Je vais vous parler l'un après l'autre de ce que j'ai retenu de ses deux essais :




Le silence des livres

George Steiner nous rappelle tout d'abord que notre société est plus imprégnée par l'oral que par l'écrit. On l'oublie souvent, l'écriture est plutôt récente dans l'histoire de l'humanité. Comme il le fait remarquer, l'écrit «dessine un archipel dans les vastes eaux de l'oralité humaine ».

Et en effet, quand on y pense, l'écriture date du deuxième millénaire avant notre ère en Chine ancienne. La plus grande partie de l'histoire de l'humanité s'est transmise de façon orale, à travers les chansons, les histoires, les contes…L'écrit, qui prend une place tellement considérable dans notre monde est finalement assez »jeune », si on peut s'exprimer ainsi.

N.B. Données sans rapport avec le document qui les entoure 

/// Shared helpers used across the OPC and PresentationML layers.
pub mod xml;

Il nous parle aussi des différents arguments qu'il y a eu dans le monde contre l'écrit (arguments assez intéressants et qui se sont réalisés en plus, surtout pour le deuxième je trouve!)

1.le texte est contractuel et figé.
On peut dire qu'il relie l'auteur à ce qu'il écrit, sans possibilité de modification. Alors que l'oralité rend possible le moyen de se corriger soi-même, immédiatement. (tandis que pour l'écrit, il faut un autre écrit!)


2.le texte réduit notre capacité d'apprendre par coeur des textes. Si on a les textes à portée de mains, ce n'est plus la peine d'emmagasiner autant de connaissances dans la mémoire : Il suffit de reprendre les livres. le pouvoir de notre mémoire s'est trouvé diminué depuis l'écrit.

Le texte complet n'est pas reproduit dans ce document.